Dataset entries
-*-
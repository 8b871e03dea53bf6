use async_trait::async_trait;
use uuid::Uuid;

use crate::error::Result;
use cinelog_model::{EpisodeKey, MediaId};

/// Result of an atomic episode flip, observed inside the store transaction.
#[derive(Debug, Clone, Copy, PartialEq, Eq)]
pub struct EpisodeToggleOutcome {
    /// New state of the flipped episode fact
    pub watched: bool,
    /// Watched-episode count for the series after the flip
    pub watched_count: u32,
}

/// Durable per-user watch facts: episode rows and the explicit series-level
/// "fully watched" marker.
///
/// Every toggle is a conditional write: the flip happens in a single
/// statement (or single transaction for multi-row cascades), never as a
/// read followed by a separate write.
#[async_trait]
pub trait WatchStateRepository: Send + Sync {
    async fn is_episode_watched(
        &self,
        user_id: Uuid,
        series_id: MediaId,
        key: EpisodeKey,
    ) -> Result<bool>;

    /// Idempotent set: insert-if-absent or delete-if-present. Calling with
    /// the already-current state is not an error.
    async fn set_episode_watched(
        &self,
        user_id: Uuid,
        series_id: MediaId,
        key: EpisodeKey,
        watched: bool,
    ) -> Result<()>;

    /// Atomically flip one episode fact and maintain the explicit series
    /// fact at the completion boundary: set when the watched count reaches
    /// `total_episodes`, cleared when it drops below. Boundary maintenance
    /// is skipped while `total_episodes` is 0 (metadata not yet known).
    async fn toggle_episode(
        &self,
        user_id: Uuid,
        series_id: MediaId,
        key: EpisodeKey,
        total_episodes: u32,
    ) -> Result<EpisodeToggleOutcome>;

    /// Atomically flip the explicit series fact and cascade: marking inserts
    /// a fact for every supplied episode, clearing deletes all episode facts
    /// for the series. The cascade shares one transaction with the flip.
    /// Returns the new series-fact state.
    async fn toggle_series(
        &self,
        user_id: Uuid,
        media_id: MediaId,
        episodes: &[EpisodeKey],
    ) -> Result<bool>;

    /// Whether the explicit series fact is present. Callers wanting the
    /// unified "watched" view must also consider the completion percentage.
    async fn is_series_marked(&self, user_id: Uuid, media_id: MediaId) -> Result<bool>;

    async fn set_series_marked(
        &self,
        user_id: Uuid,
        media_id: MediaId,
        marked: bool,
    ) -> Result<()>;

    async fn list_watched_episodes(
        &self,
        user_id: Uuid,
        series_id: MediaId,
    ) -> Result<Vec<EpisodeKey>>;

    async fn count_watched_episodes(
        &self,
        user_id: Uuid,
        series_id: MediaId,
    ) -> Result<u32>;
}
-*-
_Assignment_
Would you mind giving all the records again exactly?

_Written answer_
repository 8b871e03dea53bf6
use async_trait::async_trait;
use uuid::Uuid;

use crate::error::Result;
use cinelog_model::{EpisodeKey, MediaId};

/// Result of an atomic episode flip, observed inside the store transaction.
#[derive(Debug, Clone, Copy, PartialEq, Eq)]
pub struct EpisodeToggleOutcome {
    /// New state of the flipped episode fact
    pub watched: bool,
    /// Watched-episode count for the series after the flip
    pub watched_count: u32,
}

/// Durable per-user watch facts: episode rows and the explicit series-level
/// "fully watched" marker.
///
/// Every toggle is a conditional write: the flip happens in a single
/// statement (or single transaction for multi-row cascades), never as a
/// read followed by a separate write.
#[async_trait]
pub trait WatchStateRepository: Send + Sync {
    async fn is_episode_watched(
        &self,
        user_id: Uuid,
        series_id: MediaId,
        key: EpisodeKey,
    ) -> Result<bool>;

    /// Idempotent set: insert-if-absent or delete-if-present. Calling with
    /// the already-current state is not an error.
    async fn set_episode_watched(
        &self,
        user_id: Uuid,
        series_id: MediaId,
        key: EpisodeKey,
        watched: bool,
    ) -> Result<()>;

    /// Atomically flip one episode fact and maintain the explicit series
    /// fact at the completion boundary: set when the watched count reaches
    /// `total_episodes`, cleared when it drops below. Boundary maintenance
    /// is skipped while `total_episodes` is 0 (metadata not yet known).
    async fn toggle_episode(
        &self,
        user_id: Uuid,
        series_id: MediaId,
        key: EpisodeKey,
        total_episodes: u32,
    ) -> Result<EpisodeToggleOutcome>;

    /// Atomically flip the explicit series fact and cascade: marking inserts
    /// a fact for every supplied episode, clearing deletes all episode facts
    /// for the series. The cascade shares one transaction with the flip.
    /// Returns the new series-fact state.
    async fn toggle_series(
        &self,
        user_id: Uuid,
        media_id: MediaId,
        episodes: &[EpisodeKey],
    ) -> Result<bool>;

    /// Whether the explicit series fact is present. Callers wanting the
    /// unified "watched" view must also consider the completion percentage.
    async fn is_series_marked(&self, user_id: Uuid, media_id: MediaId) -> Result<bool>;

    async fn set_series_marked(
        &self,
        user_id: Uuid,
        media_id: MediaId,
        marked: bool,
    ) -> Result<()>;

    async fn list_watched_episodes(
        &self,
        user_id: Uuid,
        series_id: MediaId,
    ) -> Result<Vec<EpisodeKey>>;

    async fn count_watched_episodes(
        &self,
        user_id: Uuid,
        series_id: MediaId,
    ) -> Result<u32>;
}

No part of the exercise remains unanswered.